(Stored items)
● ● ● ● ● ● ●
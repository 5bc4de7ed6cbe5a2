//! Command-line interface definitions.

use clap::{ColorChoice, Parser, Subcommand};
use std::path::PathBuf;

use crate::store::Environment;

/// Confit configuration store CLI
#[derive(Parser, Debug, Clone)]
#[command(version, about, long_about = None, arg_required_else_help = true)]
pub struct Cli {
    /// Control colored output (auto, always, never)
    #[arg(long, global = true, default_value = "auto")]
    pub color: ColorChoice,

    /// Configuration file path (format chosen by extension: .json, .yaml, .yml)
    #[arg(short = 'C', long, default_value = "config.json", value_hint = clap::ValueHint::FilePath)]
    pub config: PathBuf,

    /// Environment tag attached to the store
    #[arg(short, long, global = true, value_enum, default_value_t = Environment::Development)]
    pub env: Environment,

    /// Directory backups are written under (default: backups/ next to the config file)
    #[arg(long, global = true, value_hint = clap::ValueHint::DirPath)]
    pub backup_dir: Option<PathBuf>,

    /// Enable verbose output
    #[arg(short, long, global = true)]
    pub verbose: bool,

    /// subcommands
    #[command(subcommand)]
    pub command: Commands,
}

/// Available subcommands
#[derive(Subcommand, Debug, Clone)]
pub enum Commands {
    /// Validate the loaded configuration document
    #[command(visible_alias = "v")]
    Validate,

    /// Print the document, or the value at a key path, as JSON
    #[command(visible_alias = "g")]
    Get {
        /// Dotted key path (e.g. database.port); whole document if omitted
        #[arg(value_name = "KEY_PATH")]
        key_path: Option<String>,

        /// Pretty-print the output
        #[arg(short, long)]
        pretty: bool,
    },

    /// Update the value at a key path and persist the document
    #[command(visible_alias = "s")]
    Set {
        /// Dotted key path (e.g. database.port)
        #[arg(value_name = "KEY_PATH")]
        key_path: String,

        /// New value, parsed as JSON with plain-string fallback
        #[arg(value_name = "VALUE")]
        value: String,
    },

    /// Write a fresh timestamped backup of the configuration file
    #[command(visible_alias = "b")]
    Backup,

    /// Show which environment this store serves
    Env,
}
use chrono::{DateTime, NaiveDate, NaiveDateTime, TimeZone, Utc};
use serde::{Deserialize, Serialize};

/// GPS point as delivered by the backend's metadata extractor.
#[derive(Debug, Clone, Copy, PartialEq, Serialize, Deserialize)]
pub struct GeoPoint {
    pub lat: f64,
    pub lng: f64,
}

#[derive(Debug, Clone, PartialEq, Default, Serialize, Deserialize)]
pub struct CameraInfo {
    #[serde(default)]
    pub make: Option<String>,
    #[serde(default)]
    pub model: Option<String>,
    #[serde(default)]
    pub width: Option<u32>,
    #[serde(default)]
    pub height: Option<u32>,
}

/// One photo record from the family's album, timeline, or map listing.
/// All three backend queries return the same shape.
#[derive(Debug, Clone, PartialEq, Serialize, Deserialize)]
pub struct Photo {
    pub id: String,
    pub file_name: String,
    /// Relative path; resolve against the configured backend base URL.
    pub file_url: String,
    #[serde(default)]
    pub thumbnail_url: Option<String>,
    pub album_id: String,
    pub uploaded_by: String,
    #[serde(default, with = "lenient_datetime")]
    pub capture_time: Option<DateTime<Utc>>,
    #[serde(default, with = "lenient_datetime")]
    pub upload_time: Option<DateTime<Utc>>,
    #[serde(default)]
    pub description: Option<String>,
    #[serde(default)]
    pub place_name: Option<String>,
    #[serde(default)]
    pub anecdote: Option<String>,
    #[serde(default)]
    pub tagged_people: Vec<String>,
    #[serde(default)]
    pub location: Option<GeoPoint>,
    #[serde(default)]
    pub camera: Option<CameraInfo>,
}

impl Photo {
    /// The timestamp used for ordering, filtering, and period grouping.
    /// Capture time when the uploader's camera recorded one, upload time
    /// otherwise. None means the photo belongs to the unknown-period bucket.
    pub fn best_timestamp(&self) -> Option<DateTime<Utc>> {
        self.capture_time.or(self.upload_time)
    }

    pub fn is_mappable(&self) -> bool {
        self.location.is_some()
    }
}

#[derive(Debug, Clone, Serialize, Deserialize)]
pub struct Album {
    pub id: String,
    pub title: String,
    #[serde(default)]
    pub description: Option<String>,
    pub family_id: String,
    pub created_by: String,
    #[serde(default, with = "lenient_datetime")]
    pub created_at: Option<DateTime<Utc>>,
    #[serde(default)]
    pub cover_photo_url: Option<String>,
    #[serde(default)]
    pub tags: Vec<String>,
}

/// Parse a backend timestamp string.
///
/// Accepts RFC 3339 (with or without fractional seconds), naive
/// "YYYY-MM-DDTHH:MM:SS" / "YYYY-MM-DD HH:MM:SS", and bare "YYYY-MM-DD"
/// (taken as midnight). Returns None for anything else.
pub fn parse_timestamp(s: &str) -> Option<DateTime<Utc>> {
    let s = s.trim();
    if s.is_empty() {
        return None;
    }
    if let Ok(dt) = DateTime::parse_from_rfc3339(s) {
        return Some(dt.with_timezone(&Utc));
    }
    for fmt in ["%Y-%m-%dT%H:%M:%S%.f", "%Y-%m-%d %H:%M:%S%.f"] {
        if let Ok(ndt) = NaiveDateTime::parse_from_str(s, fmt) {
            return Some(Utc.from_utc_datetime(&ndt));
        }
    }
    if let Ok(nd) = NaiveDate::parse_from_str(s, "%Y-%m-%d") {
        return Some(Utc.from_utc_datetime(&nd.and_hms_opt(0, 0, 0)?));
    }
    None
}

/// Serde adapter for timestamp fields.
///
/// A malformed timestamp string deserializes to None (with a warning)
/// instead of failing the whole record; the photo then lands in the
/// unknown-period bucket.
pub(crate) mod lenient_datetime {
    use chrono::{DateTime, Utc};
    use serde::{Deserialize, Deserializer, Serializer};

    pub fn serialize<S>(value: &Option<DateTime<Utc>>, serializer: S) -> Result<S::Ok, S::Error>
    where
        S: Serializer,
    {
        match value {
            Some(dt) => serializer.serialize_some(&dt.to_rfc3339()),
            None => serializer.serialize_none(),
        }
    }

    pub fn deserialize<'de, D>(deserializer: D) -> Result<Option<DateTime<Utc>>, D::Error>
    where
        D: Deserializer<'de>,
    {
        let raw: Option<String> = Option::deserialize(deserializer)?;
        Ok(raw.as_deref().and_then(|s| {
            let parsed = super::parse_timestamp(s);
            if parsed.is_none() {
                tracing::warn!("unparseable timestamp {:?} treated as missing", s);
            }
            parsed
        }))
    }
}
● ● ● ● ● ● ●
-- Try it --
Exactly as written, please output every entry.

-- Output for this exercise --
repository 5bc4de7ed6cbe5a2
//! Command-line interface definitions.

use clap::{ColorChoice, Parser, Subcommand};
use std::path::PathBuf;

use crate::store::Environment;

/// Confit configuration store CLI
#[derive(Parser, Debug, Clone)]
#[command(version, about, long_about = None, arg_required_else_help = true)]
pub struct Cli {
    /// Control colored output (auto, always, never)
    #[arg(long, global = true, default_value = "auto")]
    pub color: ColorChoice,

    /// Configuration file path (format chosen by extension: .json, .yaml, .yml)
    #[arg(short = 'C', long, default_value = "config.json", value_hint = clap::ValueHint::FilePath)]
    pub config: PathBuf,

    /// Environment tag attached to the store
    #[arg(short, long, global = true, value_enum, default_value_t = Environment::Development)]
    pub env: Environment,

    /// Directory backups are written under (default: backups/ next to the config file)
    #[arg(long, global = true, value_hint = clap::ValueHint::DirPath)]
    pub backup_dir: Option<PathBuf>,

    /// Enable verbose output
    #[arg(short, long, global = true)]
    pub verbose: bool,

    /// subcommands
    #[command(subcommand)]
    pub command: Commands,
}

/// Available subcommands
#[derive(Subcommand, Debug, Clone)]
pub enum Commands {
    /// Validate the loaded configuration document
    #[command(visible_alias = "v")]
    Validate,

    /// Print the document, or the value at a key path, as JSON
    #[command(visible_alias = "g")]
    Get {
        /// Dotted key path (e.g. database.port); whole document if omitted
        #[arg(value_name = "KEY_PATH")]
        key_path: Option<String>,

        /// Pretty-print the output
        #[arg(short, long)]
        pretty: bool,
    },

    /// Update the value at a key path and persist the document
    #[command(visible_alias = "s")]
    Set {
        /// Dotted key path (e.g. database.port)
        #[arg(value_name = "KEY_PATH")]
        key_path: String,

        /// New value, parsed as JSON with plain-string fallback
        #[arg(value_name = "VALUE")]
        value: String,
    },

    /// Write a fresh timestamped backup of the configuration file
    #[command(visible_alias = "b")]
    Backup,

    /// Show which environment this store serves
    Env,
}
use chrono::{DateTime, NaiveDate, NaiveDateTime, TimeZone, Utc};
use serde::{Deserialize, Serialize};

/// GPS point as delivered by the backend's metadata extractor.
#[derive(Debug, Clone, Copy, PartialEq, Serialize, Deserialize)]
pub struct GeoPoint {
    pub lat: f64,
    pub lng: f64,
}

#[derive(Debug, Clone, PartialEq, Default, Serialize, Deserialize)]
pub struct CameraInfo {
    #[serde(default)]
    pub make: Option<String>,
    #[serde(default)]
    pub model: Option<String>,
    #[serde(default)]
    pub width: Option<u32>,
    #[serde(default)]
    pub height: Option<u32>,
}

/// One photo record from the family's album, timeline, or map listing.
/// All three backend queries return the same shape.
#[derive(Debug, Clone, PartialEq, Serialize, Deserialize)]
pub struct Photo {
    pub id: String,
    pub file_name: String,
    /// Relative path; resolve against the configured backend base URL.
    pub file_url: String,
    #[serde(default)]
    pub thumbnail_url: Option<String>,
    pub album_id: String,
    pub uploaded_by: String,
    #[serde(default, with = "lenient_datetime")]
    pub capture_time: Option<DateTime<Utc>>,
    #[serde(default, with = "lenient_datetime")]
    pub upload_time: Option<DateTime<Utc>>,
    #[serde(default)]
    pub description: Option<String>,
    #[serde(default)]
    pub place_name: Option<String>,
    #[serde(default)]
    pub anecdote: Option<String>,
    #[serde(default)]
    pub tagged_people: Vec<String>,
    #[serde(default)]
    pub location: Option<GeoPoint>,
    #[serde(default)]
    pub camera: Option<CameraInfo>,
}

impl Photo {
    /// The timestamp used for ordering, filtering, and period grouping.
    /// Capture time when the uploader's camera recorded one, upload time
    /// otherwise. None means the photo belongs to the unknown-period bucket.
    pub fn best_timestamp(&self) -> Option<DateTime<Utc>> {
        self.capture_time.or(self.upload_time)
    }

    pub fn is_mappable(&self) -> bool {
        self.location.is_some()
    }
}

#[derive(Debug, Clone, Serialize, Deserialize)]
pub struct Album {
    pub id: String,
    pub title: String,
    #[serde(default)]
    pub description: Option<String>,
    pub family_id: String,
    pub created_by: String,
    #[serde(default, with = "lenient_datetime")]
    pub created_at: Option<DateTime<Utc>>,
    #[serde(default)]
    pub cover_photo_url: Option<String>,
    #[serde(default)]
    pub tags: Vec<String>,
}

/// Parse a backend timestamp string.
///
/// Accepts RFC 3339 (with or without fractional seconds), naive
/// "YYYY-MM-DDTHH:MM:SS" / "YYYY-MM-DD HH:MM:SS", and bare "YYYY-MM-DD"
/// (taken as midnight). Returns None for anything else.
pub fn parse_timestamp(s: &str) -> Option<DateTime<Utc>> {
    let s = s.trim();
    if s.is_empty() {
        return None;
    }
    if let Ok(dt) = DateTime::parse_from_rfc3339(s) {
        return Some(dt.with_timezone(&Utc));
    }
    for fmt in ["%Y-%m-%dT%H:%M:%S%.f", "%Y-%m-%d %H:%M:%S%.f"] {
        if let Ok(ndt) = NaiveDateTime::parse_from_str(s, fmt) {
            return Some(Utc.from_utc_datetime(&ndt));
        }
    }
    if let Ok(nd) = NaiveDate::parse_from_str(s, "%Y-%m-%d") {
        return Some(Utc.from_utc_datetime(&nd.and_hms_opt(0, 0, 0)?));
    }
    None
}

/// Serde adapter for timestamp fields.
///
/// A malformed timestamp string deserializes to None (with a warning)
/// instead of failing the whole record; the photo then lands in the
/// unknown-period bucket.
pub(crate) mod lenient_datetime {
    use chrono::{DateTime, Utc};
    use serde::{Deserialize, Deserializer, Serializer};

    pub fn serialize<S>(value: &Option<DateTime<Utc>>, serializer: S) -> Result<S::Ok, S::Error>
    where
        S: Serializer,
    {
        match value {
            Some(dt) => serializer.serialize_some(&dt.to_rfc3339()),
            None => serializer.serialize_none(),
        }
    }

    pub fn deserialize<'de, D>(deserializer: D) -> Result<Option<DateTime<Utc>>, D::Error>
    where
        D: Deserializer<'de>,
    {
        let raw: Option<String> = Option::deserialize(deserializer)?;
        Ok(raw.as_deref().and_then(|s| {
            let parsed = super::parse_timestamp(s);
            if parsed.is_none() {
                tracing::warn!("unparseable timestamp {:?} treated as missing", s);
            }
            parsed
        }))
    }
}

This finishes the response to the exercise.